Preclinical and clinical studies of PD-1 and PD-L1 blockade suggest that analysis of the tumor microenvironment, notably via PD-L1 expression and CD8+ lymphocyte infiltration in the tumor, are the most sensitive parameters for predicting patient response to treatment.2 However, despite progress in patient selection, the efficacy of PD-L1/PD-1 immunotherapies remains heterogeneous among patients. Two main causes may explain this failure:
- The choice of method. Immunohistochemistry on biopsy sections is the conventional technique in the clinic. However, biopsies do not allow to take into account tumor heterogeneity nor the temporal evolution of tumors over time and treatments. ImmunoPET, combining positron emission tomography (PET) with the specificity and affinity of ligands based on monoclonal antibodies, could address this issue. Recently, we, CEA/SIMoS and CEA/SHFJ have developed and validated in a preclinical model a first ligand adapted for PET immunoassay specifically targeting the PD-L1 biomarker in vivo.

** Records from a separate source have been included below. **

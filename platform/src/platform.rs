// Platform facade
// Owns the storage handle behind a write lock: every mutating operation
// takes the write guard for its whole check-then-write sequence, so two
// concurrent submissions against the same account cannot interleave.

use crate::{
    config::PlatformConfig,
    error::{PlatformError, PlatformResult},
    notifier::EventSink,
    storage::Storage,
};
use indexmap::IndexMap;
use log::{debug, warn};
use poweroyo_common::{
    account::{Account, AccountRole},
    api::NotifyEvent,
    commission::{CommissionEntry, CommissionSchedule},
    config::REFERRAL_CODE_LENGTH,
    crypto::Id,
    time::get_current_time_in_seconds,
    transaction::TransactionRecord,
};
use rand::{distributions::Alphanumeric, Rng};
use serde::Serialize;
use std::sync::Arc;
use tokio::sync::RwLock;

pub struct Platform<S: Storage> {
    storage: RwLock<S>,
    config: PlatformConfig,
    sink: Arc<dyn EventSink>,
}

impl<S: Storage> Platform<S> {
    pub fn new(storage: S, config: PlatformConfig, sink: Arc<dyn EventSink>) -> Self {
        Self {
            storage: RwLock::new(storage),
            config,
            sink,
        }
    }

    pub fn config(&self) -> &PlatformConfig {
        &self.config
    }

    /// Direct access to the storage handle
    /// Mutating through it bypasses the operation protocols; intended for
    /// administration tooling and tests
    pub fn storage(&self) -> &RwLock<S> {
        &self.storage
    }

    // Serialize and hand an event to the sink; encoding failures are logged
    // and dropped, never surfaced to the operation that emitted the event
    pub(crate) async fn notify<T: Serialize>(&self, account: &Id, event: NotifyEvent, payload: &T) {
        match serde_json::to_value(payload) {
            Ok(value) => self.sink.notify(account, event, value).await,
            Err(e) => warn!("failed to encode {:?} event payload: {}", event, e),
        }
    }

    /// Register a new account
    /// An unresolvable referred-by code rejects the registration; the
    /// generated referral code is unique among all accounts
    pub async fn register_account(
        &self,
        referred_by: Option<&str>,
        role: AccountRole,
    ) -> PlatformResult<Account> {
        let mut storage = self.storage.write().await;

        if let Some(code) = referred_by {
            if storage.get_account_by_referral_code(code).await?.is_none() {
                return Err(PlatformError::ReferrerNotFound(code.to_string()));
            }
        }

        let mut referral_code = None;
        for _ in 0..self.config.referral_code_attempts {
            let candidate = generate_referral_code();
            if !storage.has_referral_code(&candidate).await? {
                referral_code = Some(candidate);
                break;
            }
        }
        let referral_code = referral_code.ok_or_else(|| {
            anyhow::anyhow!(
                "Failed to generate an unused referral code after {} attempts",
                self.config.referral_code_attempts
            )
        })?;

        let account = Account::new(
            Id::random(),
            referral_code,
            referred_by.map(str::to_string),
            role,
            get_current_time_in_seconds(),
        );
        storage.save_account(&account).await?;

        debug!(
            "registered account {} with referral code {}",
            account.id, account.referral_code
        );
        Ok(account)
    }

    /// Get an account by id
    pub async fn account(&self, id: &Id) -> PlatformResult<Account> {
        let storage = self.storage.read().await;
        storage
            .get_account(id)
            .await?
            .ok_or(PlatformError::AccountNotFound(*id))
    }

    /// An account's audit trail in append order
    pub async fn transaction_history(
        &self,
        account: &Id,
    ) -> PlatformResult<IndexMap<Id, TransactionRecord>> {
        let storage = self.storage.read().await;
        storage.list_transactions_for(account).await
    }

    /// All commission ledger entries credited to an account
    pub async fn commissions_for(&self, account: &Id) -> PlatformResult<Vec<CommissionEntry>> {
        let storage = self.storage.read().await;
        storage.list_commissions_for(account).await
    }

    /// Read the active commission schedule
    pub async fn commission_schedule(&self) -> PlatformResult<CommissionSchedule> {
        let storage = self.storage.read().await;
        storage.get_commission_schedule().await
    }

    /// Replace the commission schedule (admin only)
    pub async fn set_commission_schedule(
        &self,
        admin: &Id,
        schedule: CommissionSchedule,
    ) -> PlatformResult<()> {
        schedule.validate()?;

        let mut storage = self.storage.write().await;
        require_admin(&*storage, admin).await?;
        storage.set_commission_schedule(&schedule).await
    }
}

/// Resolve an account and check it carries the admin role
pub(crate) async fn require_admin<S: Storage>(storage: &S, admin: &Id) -> PlatformResult<Account> {
    let account = storage
        .get_account(admin)
        .await?
        .ok_or(PlatformError::AccountNotFound(*admin))?;
    if !account.role.is_admin() {
        return Err(PlatformError::Unauthorized);
    }
    Ok(account)
}

// Uppercase alphanumeric code shown to users and shared as a referral link
fn generate_referral_code() -> String {
    rand::thread_rng()
        .sample_iter(&Alphanumeric)
        .take(REFERRAL_CODE_LENGTH)
        .map(|c| (c as char).to_ascii_uppercase())
        .collect()
}
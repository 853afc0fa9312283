// Deposit (fund) request storage provider trait

use crate::{error::PlatformResult, storage::SledStorage};
use async_trait::async_trait;
use log::trace;
use poweroyo_common::{crypto::Id, withdrawal::DepositRequest};

/// Storage provider for deposit requests
#[async_trait]
pub trait DepositProvider {
    /// Get a request by id
    async fn get_deposit(&self, id: &Id) -> PlatformResult<Option<DepositRequest>>;

    /// Persist a request
    async fn save_deposit(&mut self, request: &DepositRequest) -> PlatformResult<()>;

    /// The account's outstanding PENDING request, if any
    async fn get_pending_deposit_for(
        &self,
        account: &Id,
    ) -> PlatformResult<Option<DepositRequest>>;

    /// All PENDING requests across accounts, for the admin review queue
    async fn list_pending_deposits(&self) -> PlatformResult<Vec<DepositRequest>>;
}

#[async_trait]
impl DepositProvider for SledStorage {
    async fn get_deposit(&self, id: &Id) -> PlatformResult<Option<DepositRequest>> {
        trace!("get deposit {}", id);
        self.load_from_disk_optional(&self.deposits, id.as_bytes())
    }

    async fn save_deposit(&mut self, request: &DepositRequest) -> PlatformResult<()> {
        trace!("save deposit {}", request.id);
        self.save_to_disk(&self.deposits, request.id.as_bytes(), request)
    }

    async fn get_pending_deposit_for(
        &self,
        account: &Id,
    ) -> PlatformResult<Option<DepositRequest>> {
        let requests: Vec<DepositRequest> = self.load_all(&self.deposits)?;
        Ok(requests
            .into_iter()
            .find(|r| r.account == *account && r.status.is_pending()))
    }

    async fn list_pending_deposits(&self) -> PlatformResult<Vec<DepositRequest>> {
        let requests: Vec<DepositRequest> = self.load_all(&self.deposits)?;
        Ok(requests
            .into_iter()
            .filter(|r| r.status.is_pending())
            .collect())
    }
}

We have been able to quantify and map the distribution of PD-L1 in vivo (pending publication in Journal of Nuclear Medicine).4
- The choice of biomarkers, especially those of the immune system. A better understanding of anti-tumor immunity would increase the specificity of therapies. In collaboration with a team from Georges Pompidou Hospital, UMR_S970 of Eric Tartour, we have identified a subpopulation of CD8+T cells called T cells that are more specific to the immune response. This subpopulation of lymphocytes is considered as a predictive biomarker of clinical response to anti-PD-1/PD-L1.

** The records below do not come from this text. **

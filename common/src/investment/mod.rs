use serde::{Deserialize, Serialize};

use crate::{crypto::Id, time::TimestampSeconds};

/// Investment lifecycle state
#[derive(Clone, Copy, Debug, Serialize, Deserialize, PartialEq, Eq)]
#[serde(rename_all = "kebab-case")]
pub enum InvestmentStatus {
    /// Accruing daily payouts
    Active,
    /// All configured days paid out
    Completed,
    /// Switched off by administration before completion
    Deactivated,
}

impl InvestmentStatus {
    #[inline]
    pub fn is_active(&self) -> bool {
        matches!(self, InvestmentStatus::Active)
    }
}

/// A fixed-terms investment template
/// Immutable once an investment is created from it: plan changes never
/// retroactively affect existing investments
#[derive(Clone, Debug, Serialize, Deserialize, PartialEq, Eq)]
#[serde(rename_all = "camelCase")]
pub struct InvestmentPlan {
    /// Plan identifier
    pub id: Id,
    /// Display name
    pub name: String,
    /// Principal required to enter, atomic units
    pub principal: u64,
    /// Payout credited per day, atomic units
    pub daily_payout: u64,
    /// Number of payout days
    pub duration_days: u32,
    /// Inactive plans accept no new investments
    pub active: bool,
    /// Unix timestamp of creation
    pub created_at: TimestampSeconds,
}

/// A commitment created from a plan by an account
/// Plan terms are snapshotted at creation time
#[derive(Clone, Debug, Serialize, Deserialize, PartialEq, Eq)]
#[serde(rename_all = "camelCase")]
pub struct Investment {
    /// Investment identifier
    pub id: Id,
    /// Owning account
    pub account: Id,
    /// Plan this was created from
    pub plan: Id,
    /// Principal paid, snapshotted from the plan
    pub amount: u64,
    /// Daily payout, snapshotted from the plan
    pub daily_payout: u64,
    /// Total payout days, snapshotted from the plan
    pub total_days: u32,
    /// Payout days still owed
    pub remaining_days: u32,
    /// Total credited so far
    pub earned: u64,
    /// Current lifecycle state
    pub status: InvestmentStatus,
    /// Unix timestamp of creation
    pub created_at: TimestampSeconds,
}

impl Investment {
    /// Create a new active investment snapshotting the plan terms
    pub fn from_plan(id: Id, account: Id, plan: &InvestmentPlan, created_at: TimestampSeconds) -> Self {
        Self {
            id,
            account,
            plan: plan.id,
            amount: plan.principal,
            daily_payout: plan.daily_payout,
            total_days: plan.duration_days,
            remaining_days: plan.duration_days,
            earned: 0,
            status: InvestmentStatus::Active,
            created_at,
        }
    }

    /// Apply one daily payout
    /// Returns the amount owed for the day, or None once the investment is
    /// no longer active. Flips to Completed when the last day is paid.
    /// Crediting the owner's wallet is the caller's concern; the external
    /// scheduler drives this once per day.
    pub fn record_payout(&mut self) -> Option<u64> {
        if !self.status.is_active() || self.remaining_days == 0 {
            return None;
        }

        self.remaining_days -= 1;
        self.earned = self.earned.saturating_add(self.daily_payout);
        if self.remaining_days == 0 {
            self.status = InvestmentStatus::Completed;
        }

        Some(self.daily_payout)
    }
}
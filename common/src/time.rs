// A simple module to define the time types used in the project
//
// Timestamps here come from SystemTime::now() and are used for audit
// records, request stamps and logging only. Nothing in the core orders
// operations by these values.

use std::time::{Duration, SystemTime, UNIX_EPOCH};

// Millis timestamps used to determine it using its type
pub type TimestampMillis = u64;

// Seconds timestamps used to determine it using its type
pub type TimestampSeconds = u64;

#[inline]
pub fn get_current_time() -> Duration {
    let start = SystemTime::now();

    start
        .duration_since(UNIX_EPOCH)
        .expect("Incorrect time returned from get_current_time")
}

// Return timestamp in seconds
pub fn get_current_time_in_seconds() -> TimestampSeconds {
    get_current_time().as_secs()
}

// Return timestamp in milliseconds
pub fn get_current_time_in_millis() -> TimestampMillis {
    get_current_time().as_millis() as TimestampMillis
}
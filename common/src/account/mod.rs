// Account data structures
// The referral tree is encoded only through `referred_by` code lookups; a
// code is assigned once at creation and never reused, so the chain is
// acyclic by construction.

use crate::{
    crypto::Id,
    error::BalanceError,
    kyc::KycStatus,
    time::TimestampSeconds,
};
use serde::{Deserialize, Serialize};

/// Role attached to an account, checked at the admin-only operations
#[derive(Serialize, Deserialize, Clone, Copy, Debug, PartialEq, Eq, Default)]
#[serde(rename_all = "snake_case")]
pub enum AccountRole {
    #[default]
    User,
    Admin,
}

impl AccountRole {
    #[inline]
    pub fn is_admin(&self) -> bool {
        matches!(self, AccountRole::Admin)
    }
}

/// A platform account with its wallet balance and referral linkage
#[derive(Debug, Clone, Serialize, Deserialize, PartialEq, Eq)]
pub struct Account {
    /// Account identifier
    pub id: Id,

    /// Unique referral code assigned at creation
    pub referral_code: String,

    /// Referral code of the account that referred this one
    /// None for accounts registered without a referrer
    pub referred_by: Option<String>,

    /// Role checked by admin-only operations
    pub role: AccountRole,

    /// Current identity verification status
    pub kyc_status: KycStatus,

    /// Spendable wallet balance in atomic units
    balance: u64,

    /// Cumulative lifetime earnings (commissions and payouts), never decremented
    total_earnings: u64,

    /// Unix timestamp of registration
    pub created_at: TimestampSeconds,
}

impl Account {
    pub fn new(
        id: Id,
        referral_code: String,
        referred_by: Option<String>,
        role: AccountRole,
        created_at: TimestampSeconds,
    ) -> Self {
        Self {
            id,
            referral_code,
            referred_by,
            role,
            kyc_status: KycStatus::default(),
            balance: 0,
            total_earnings: 0,
            created_at,
        }
    }

    /// Check if this account has an upward referral link
    pub fn has_referrer(&self) -> bool {
        self.referred_by.is_some()
    }

    /// Current spendable balance in atomic units
    #[inline]
    pub fn balance(&self) -> u64 {
        self.balance
    }

    /// Cumulative lifetime earnings in atomic units
    #[inline]
    pub fn total_earnings(&self) -> u64 {
        self.total_earnings
    }

    /// Credit the wallet balance, rejecting overflow
    pub fn credit(&mut self, amount: u64) -> Result<(), BalanceError> {
        self.balance = self
            .balance
            .checked_add(amount)
            .ok_or(BalanceError::Overflow)?;
        Ok(())
    }

    /// Debit the wallet balance
    /// Rejected (not clamped) when the balance is insufficient
    pub fn debit(&mut self, amount: u64) -> Result<(), BalanceError> {
        if self.balance < amount {
            return Err(BalanceError::Insufficient {
                need: amount,
                have: self.balance,
            });
        }
        self.balance -= amount;
        Ok(())
    }

    /// Credit both the wallet balance and the lifetime earnings counter
    /// Used for commission and ROI payouts
    pub fn credit_earnings(&mut self, amount: u64) -> Result<(), BalanceError> {
        let earnings = self
            .total_earnings
            .checked_add(amount)
            .ok_or(BalanceError::EarningsOverflow)?;
        self.credit(amount)?;
        self.total_earnings = earnings;
        Ok(())
    }
}
use super::*;

#[test]
fn renders_basic_emphasis() {
    let html = render_markdown_html("Under **Article 36** of the Family Code");
    assert!(html.contains("<strong>Article 36</strong>"));
}

#[test]
fn drops_inline_html() {
    let html = render_markdown_html("hello <img src=x onerror=alert(1)> world");
    assert!(!html.contains("<img"));
    assert!(!html.contains("onerror"));
    assert!(html.contains("hello"));
    assert!(html.contains("world"));
}

#[test]
fn drops_html_blocks() {
    let html = render_markdown_html("<script>alert(1)</script>\n\nSafe text");
    assert!(!html.contains("<script"));
    assert!(html.contains("Safe text"));
}

#[test]
fn escapes_angle_brackets_in_code() {
    let html = render_markdown_html("`<b>`");
    assert!(html.contains("&lt;b&gt;"));
}

#[test]
fn single_newlines_become_line_breaks() {
    let html = render_markdown_html("line one\nline two");
    assert!(html.contains("<br />"));
}

#[test]
fn renders_lists() {
    let html = render_markdown_html("- first\n- second");
    assert!(html.contains("<li>first</li>"));
    assert!(html.contains("<li>second</li>"));
}

// =============================================================
// Link and image destinations
// =============================================================

#[test]
fn javascript_link_is_neutralized() {
    let html = render_markdown_html("[click me](javascript:alert(document.cookie))");
    assert!(!html.contains("javascript:"));
    assert!(html.contains(r##"<a href="#">click me</a>"##));
}

#[test]
fn mixed_case_javascript_scheme_is_neutralized() {
    let html = render_markdown_html("[x](JaVaScRiPt:alert(1))");
    assert!(!html.to_ascii_lowercase().contains("script:"));
}

#[test]
fn javascript_autolink_is_neutralized() {
    let html = render_markdown_html("<javascript:alert(1)>");
    assert!(!html.contains(r#"href="javascript:"#));
}

#[test]
fn data_image_is_neutralized() {
    let html = render_markdown_html("![pic](data:image/svg+xml;base64,PHN2Zz4=)");
    assert!(!html.contains("data:"));
    assert!(html.contains(r##"src="#""##));
}

#[test]
fn data_link_is_neutralized() {
    let html = render_markdown_html("[doc](data:text/html;base64,PHNjcmlwdD4=)");
    assert!(!html.contains("data:text"));
}

#[test]
fn safe_links_are_kept() {
    let html = render_markdown_html("[law](https://lawphil.net/statutes) and [mail](mailto:help@example.ph)");
    assert!(html.contains(r#"href="https://lawphil.net/statutes""#));
    assert!(html.contains(r#"href="mailto:help@example.ph""#));
}

#[test]
fn relative_links_are_kept() {
    let html = render_markdown_html("[faq](/help/faq) [top](#intro) [next](page?a=b:c)");
    assert!(html.contains(r#"href="/help/faq""#));
    assert!(html.contains(r##"href="#intro""##));
    assert!(html.contains(r#"href="page?a=b:c""#));
}

#[test]
fn is_safe_url_checks_scheme() {
    assert!(is_safe_url("http://example.ph"));
    assert!(is_safe_url("HTTPS://example.ph"));
    assert!(is_safe_url("docs/affidavit.txt"));
    assert!(!is_safe_url("javascript:void(0)"));
    assert!(!is_safe_url(" javascript:void(0)"));
    assert!(!is_safe_url("java\tscript:void(0)"));
    assert!(!is_safe_url("java\nscript:void(0)"));
    assert!(!is_safe_url("vbscript:msgbox"));
    assert!(!is_safe_url("data:text/html,x"));
}
//! Widget configuration resolved at build time.
//!
//! DESIGN
//! ======
//! The assistant API lives at a fixed base URL chosen when the bundle is
//! built (`ALEKS_API_BASE_URL`). Everything else is a typed default so host
//! pages never need to negotiate settings at runtime.

#[cfg(test)]
#[path = "config_test.rs"]
mod config_test;

/// Base URL used when `ALEKS_API_BASE_URL` is not set at build time.
pub const DEFAULT_API_BASE_URL: &str = "http://localhost:8000";

/// Host element the widget prefers to mount into.
pub const MOUNT_ELEMENT_ID: &str = "ai-chatbot-root";

/// Generic host element used when the preferred one is missing.
pub const FALLBACK_ELEMENT_ID: &str = "root";

const ASSISTANT_NAME: &str = "Aleks";

const GREETING: &str =
    "Hi there! I am Aleks, your AI legal assistant for Filipino citizens. How can I help you today?";

/// Static settings shared with every component through context.
#[derive(Clone, Debug, PartialEq, Eq)]
pub struct WidgetConfig {
    /// Assistant API origin, without a trailing slash.
    pub api_base_url: String,
    pub mount_element_id: String,
    pub fallback_element_id: String,
    /// Display name for assistant messages.
    pub assistant_name: String,
    /// First assistant message shown in a fresh conversation.
    pub greeting: String,
}

impl Default for WidgetConfig {
    fn default() -> Self {
        Self {
            api_base_url: normalize_base_url(option_env!("ALEKS_API_BASE_URL").unwrap_or(DEFAULT_API_BASE_URL)),
            mount_element_id: MOUNT_ELEMENT_ID.to_owned(),
            fallback_element_id: FALLBACK_ELEMENT_ID.to_owned(),
            assistant_name: ASSISTANT_NAME.to_owned(),
            greeting: GREETING.to_owned(),
        }
    }
}

impl WidgetConfig {
    /// Replace the API base URL, normalizing trailing slashes.
    #[must_use]
    pub fn with_api_base_url(mut self, base: &str) -> Self {
        self.api_base_url = normalize_base_url(base);
        self
    }
}

/// Trim whitespace and trailing slashes; an empty value falls back to the default.
pub fn normalize_base_url(raw: &str) -> String {
    let trimmed = raw.trim().trim_end_matches('/');
    if trimmed.is_empty() {
        DEFAULT_API_BASE_URL.to_owned()
    } else {
        trimmed.to_owned()
    }
}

We propose in IMMUABLE to evaluate the efficacy of anti-PD-L1/anti-PD-1 immunotherapies by imaging the evolution of the tumor microenvironment, via three biomarkers: PD-L1, CD8 and the new biomarker. The objective is to propose an immunoPET methodology to personalize the treatment to individual patients.
The ability of PET immunoassays to support the stratification and therapeutic follow-up of patients undergoing anti-PD-1 / anti-PD-L1 immunotherapy relies on the choice of radioligands with the appropriate pharmacokinetics and tissue distribution to effectively visualize the biomarkers of interest. Ideally, these radioligands must penetrate and diffuse rapidly into tumors while being rapidly cleared from the bloodstream, in order to obtain PET images with high tumor-to-noise contrast at short post- injection times.

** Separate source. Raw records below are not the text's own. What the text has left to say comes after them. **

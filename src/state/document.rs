//! Document-fill form state.
//!
//! DESIGN
//! ======
//! An episode starts when the server answers a chat message with a
//! `document_request` and ends on a successful generation or a cancel. The
//! form is visible iff an episode is open. Each episode gets a fresh id so a
//! generation reply that lands after its episode was cancelled is dropped
//! instead of closing a newer form.

#[cfg(test)]
#[path = "document_test.rs"]
mod document_test;

use std::collections::{BTreeMap, HashSet};

use crate::net::api::ApiError;
use crate::net::types::{GenerateDocumentReply, GenerateDocumentRequest, Placeholder};

/// What the server asked for; becomes a new episode on `open`.
#[derive(Clone, Debug, PartialEq, Eq)]
pub struct DocumentPrompt {
    pub document_type: String,
    pub placeholders: Vec<Placeholder>,
}

/// One open document-fill form.
#[derive(Clone, Debug, PartialEq, Eq)]
pub struct DocumentEpisode {
    pub id: u64,
    /// Template key sent back as `template_key`.
    pub document_type: String,
    /// Fields in display order, unique by name.
    pub placeholders: Vec<Placeholder>,
    values: BTreeMap<String, String>,
}

impl DocumentEpisode {
    /// Current value of a field; empty for unknown names.
    pub fn value(&self, name: &str) -> &str {
        self.values.get(name).map_or("", String::as_str)
    }

    /// Flat name -> value mapping for the generate request.
    pub fn form_data(&self) -> BTreeMap<String, String> {
        self.values.clone()
    }
}

/// Modal visibility, form values and generation status.
#[derive(Clone, Debug, Default)]
pub struct DocumentFillState {
    episode: Option<DocumentEpisode>,
    /// A generation request is in flight.
    pub generating: bool,
    /// Validation or generation failure shown inside the modal.
    pub error: Option<String>,
    next_episode_id: u64,
}

impl DocumentFillState {
    pub fn is_open(&self) -> bool {
        self.episode.is_some()
    }

    pub fn episode(&self) -> Option<&DocumentEpisode> {
        self.episode.as_ref()
    }

    /// Start a fresh episode, discarding any previous form state.
    ///
    /// Placeholders with a name already seen are dropped.
    pub fn open(&mut self, prompt: DocumentPrompt) {
        let mut seen = HashSet::new();
        let placeholders: Vec<Placeholder> = prompt
            .placeholders
            .into_iter()
            .filter(|p| seen.insert(p.name.clone()))
            .collect();
        let values = placeholders
            .iter()
            .map(|p| (p.name.clone(), String::new()))
            .collect();

        self.next_episode_id += 1;
        log::debug!(
            "document episode {} opened: {} ({} fields)",
            self.next_episode_id,
            prompt.document_type,
            placeholders.len()
        );
        self.episode = Some(DocumentEpisode {
            id: self.next_episode_id,
            document_type: prompt.document_type,
            placeholders,
            values,
        });
        self.generating = false;
        self.error = None;
    }

    /// Record a typed value. Names outside the open episode are ignored.
    pub fn set_value(&mut self, name: &str, value: String) {
        if let Some(slot) = self.episode.as_mut().and_then(|e| e.values.get_mut(name)) {
            *slot = value;
        }
    }

    /// Labels of required fields that are still blank.
    pub fn missing_fields(&self) -> Vec<String> {
        let Some(episode) = &self.episode else {
            return Vec::new();
        };
        episode
            .placeholders
            .iter()
            .filter(|p| episode.value(&p.name).trim().is_empty())
            .map(|p| p.label().to_owned())
            .collect()
    }

    /// Start generation for the open episode.
    ///
    /// Returns `None` without sending when no form is open, a request is
    /// already in flight, or a required field is blank (which sets a
    /// validation error).
    pub fn begin_generate(&mut self) -> Option<(u64, GenerateDocumentRequest)> {
        if self.generating {
            return None;
        }
        let missing = self.missing_fields();
        let episode = self.episode.as_ref()?;
        if !missing.is_empty() {
            self.error = Some(format!("Please fill in all required fields: {}", missing.join(", ")));
            return None;
        }
        let request = GenerateDocumentRequest {
            template_key: episode.document_type.clone(),
            filled_data: episode.form_data(),
        };
        let id = episode.id;
        self.generating = true;
        self.error = None;
        Some((id, request))
    }

    /// Apply a generation result for episode `episode_id`.
    ///
    /// On success the form closes and the reply is returned for the
    /// transcript. On failure the form stays open with the error shown.
    /// Results for an episode that is no longer open are discarded.
    pub fn complete_generate(
        &mut self,
        episode_id: u64,
        result: Result<GenerateDocumentReply, ApiError>,
    ) -> Option<GenerateDocumentReply> {
        if self.episode.as_ref().map(|e| e.id) != Some(episode_id) {
            log::debug!("dropping generation result for closed episode {episode_id}");
            return None;
        }
        self.generating = false;
        match result {
            Ok(reply) => {
                self.episode = None;
                self.error = None;
                Some(reply)
            }
            Err(err) => {
                log::warn!("document generation failed: {err}");
                self.error = Some(format!("Document Generation Error: {err}"));
                None
            }
        }
    }

    /// Close the form and drop all pending values. Safe to call repeatedly.
    pub fn cancel(&mut self) {
        self.episode = None;
        self.generating = false;
        self.error = None;
    }
}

Thesis project is based on three axes:
- – The evaluation of two new ligands: an anti-CD8 and an anti-biomarker of interest. Different ligand formats will be evaluated in terms of pharmacokinetics in specific tumor models. Ligand selection will be determined based on specific accumulation in the tumor.
- – Monitoring the therapeutic efficacy of anti-PD-1 immunotherapy in a preclinical model via imaging of the three biomarkers (PD-L1, CD8+ and the new biomarker) via the selected ligand.
- – Evaluation and prediction of the efficacy of a new therapeutic axis: the combination of immunotherapy, anti-PD-1 and a targeted therapy, a BRD4 inhibitor impacting the PD-L1 signaling pathway. The three biomarkers will be evaluated by immunoPET and correlated with
ex vivo and survival data.
This project will allow to propose new tools and methodology in immunoPET while studying new biomarkers of interest.
1) Haslam, A. and Prasad, V. (2019), JAMA network open, 2(5), p. e192535. 2) de Vries, E.G.E. et al. (2019), Nature Reviews Clinical Oncology, 16(4), pp. 241–255. 3) andoval, F. et al. Sci. Transl. Med. 5, 172ra20 (2013). 4) Bouleau et al, JNM, doi:10.2967/jnumed.121.262967.
This subject is addressed to a student with a training (university or engineering school) in biology, pharmacology or from a course of study at the interface between biology and biochemistry. We are looking for a candidate with a master’s degree in pharmacology, biochemistry, immunology or with a background in pharmacy.